Apr/May 2009

From the Editors


From Tom Dooley, Managing and Fiction Editor

Melic founder and longtime contributor to Eclectica's Salon and poetry section, C. E. Chaffin's book of verse, Unexpected Light: Selected Poems and Love Poems 1998-2008, is available from Diminuendo Press. Take a look at three of Chaffin's poems and catch former Eclectica nonfiction contributor Norman Ball's review of Unexpected Light, all in this issue.

Now that's synergy!

For more synergy, see Elizabeth Glixman's interview with former fiction contributor Blake Butler, author of EVER, and another former fiction contributor Grace Andreacchi's review of Jackie Corley's Suburban Swindle. Corley hasn't yet appeared in Eclectica, but, hey, maybe someday.

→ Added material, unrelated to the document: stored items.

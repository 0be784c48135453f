// SPDX-License-Identifier: BUSL-1.1
// Copyright (c) 2026 Alfred Jean LLC

//! Pre- and postprocessing hooks
//!
//! Preprocessors run before routing and may rewrite the input. Postprocessors
//! run after a command was routed and before its handler. Either may cancel
//! the invocation or fail it with an error.

use parking_lot::Mutex;
use std::collections::HashMap;
use std::sync::Arc;
use sy_core::{Command, CommandContext, CommandError, CommandInput, CommandSender};

/// Whether execution proceeds past a hook.
pub enum Step<S> {
    Continue,
    Cancel,
    Fail(CommandError<S>),
}

pub trait CommandPreprocessor<S>: Send + Sync + 'static {
    fn preprocess(&self, context: &mut CommandContext<S>, input: &mut CommandInput) -> Step<S>;
}

impl<S, F> CommandPreprocessor<S> for F
where
    F: Fn(&mut CommandContext<S>, &mut CommandInput) -> Step<S> + Send + Sync + 'static,
{
    fn preprocess(&self, context: &mut CommandContext<S>, input: &mut CommandInput) -> Step<S> {
        self(context, input)
    }
}

pub trait CommandPostprocessor<S>: Send + Sync + 'static {
    fn postprocess(&self, context: &mut CommandContext<S>, command: &Arc<Command<S>>) -> Step<S>;
}

impl<S, F> CommandPostprocessor<S> for F
where
    F: Fn(&mut CommandContext<S>, &Arc<Command<S>>) -> Step<S> + Send + Sync + 'static,
{
    fn postprocess(&self, context: &mut CommandContext<S>, command: &Arc<Command<S>>) -> Step<S> {
        self(context, command)
    }
}

// ── Confirmation ────────────────────────────────────────────────────────────

/// Meta key marking a command that must be confirmed before it runs.
pub const REQUIRES_CONFIRMATION: &str = "requires-confirmation";

type KeyFn<S> = Arc<dyn Fn(&S) -> String + Send + Sync>;

#[derive(Default)]
struct Confirmations {
    /// Input awaiting confirmation, per sender key.
    pending: HashMap<String, String>,
    /// Input confirmed and allowed to run once, per sender key.
    approved: HashMap<String, String>,
}

/// Holds back commands whose meta sets [`REQUIRES_CONFIRMATION`].
///
/// Register [`ConfirmationManager::postprocessor`] with the manager. The
/// first invocation is cancelled and remembered per sender; after
/// [`ConfirmationManager::confirm`] the same input runs once.
pub struct ConfirmationManager<S> {
    state: Arc<Mutex<Confirmations>>,
    key: KeyFn<S>,
}

impl<S> Clone for ConfirmationManager<S> {
    fn clone(&self) -> Self {
        Self {
            state: Arc::clone(&self.state),
            key: Arc::clone(&self.key),
        }
    }
}

impl<S: CommandSender> ConfirmationManager<S> {
    /// `key` identifies a sender across invocations.
    pub fn new<K>(key: K) -> Self
    where
        K: Fn(&S) -> String + Send + Sync + 'static,
    {
        Self {
            state: Arc::new(Mutex::new(Confirmations::default())),
            key: Arc::new(key),
        }
    }

    /// Input waiting for confirmation by `sender`, if any.
    pub fn pending(&self, sender: &S) -> Option<String> {
        self.state.lock().pending.get(&(self.key)(sender)).cloned()
    }

    /// Approve the pending input of `sender` and return it for re-execution.
    pub fn confirm(&self, sender: &S) -> Option<String> {
        let key = (self.key)(sender);
        let mut state = self.state.lock();
        let input = state.pending.remove(&key)?;
        state.approved.insert(key, input.clone());
        Some(input)
    }

    pub fn postprocessor(&self) -> impl CommandPostprocessor<S> {
        let manager = self.clone();
        move |context: &mut CommandContext<S>, command: &Arc<Command<S>>| manager.check(context, command)
    }

    fn check(&self, context: &mut CommandContext<S>, command: &Arc<Command<S>>) -> Step<S> {
        if !command.meta().flag(REQUIRES_CONFIRMATION) {
            return Step::Continue;
        }
        let key = (self.key)(context.sender());
        let input = context.raw_input().trim().to_string();
        let mut state = self.state.lock();
        if state.approved.get(&key) == Some(&input) {
            state.approved.remove(&key);
            return Step::Continue;
        }
        tracing::debug!(sender = %key, input = %input, "awaiting confirmation");
        state.pending.insert(key, input);
        Step::Cancel
    }
}

#[cfg(test)]
#[path = "processor_tests.rs"]
mod tests;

Chaffin and Butler aren't the only Eclectica folks with books out. A.S. King's The Dust of 100 Dogs is now available at fine booksellers near you, as is Nicholas Hogg's Show Me the Sky.

In the website and blog department, check out Rajgopal Nidamboor's Upanishabd.com, the aforementioned Grace Adreacchi's blog Amazing Grace, and Private Photo Review, for which Alessio Zanelli is a contributing editor.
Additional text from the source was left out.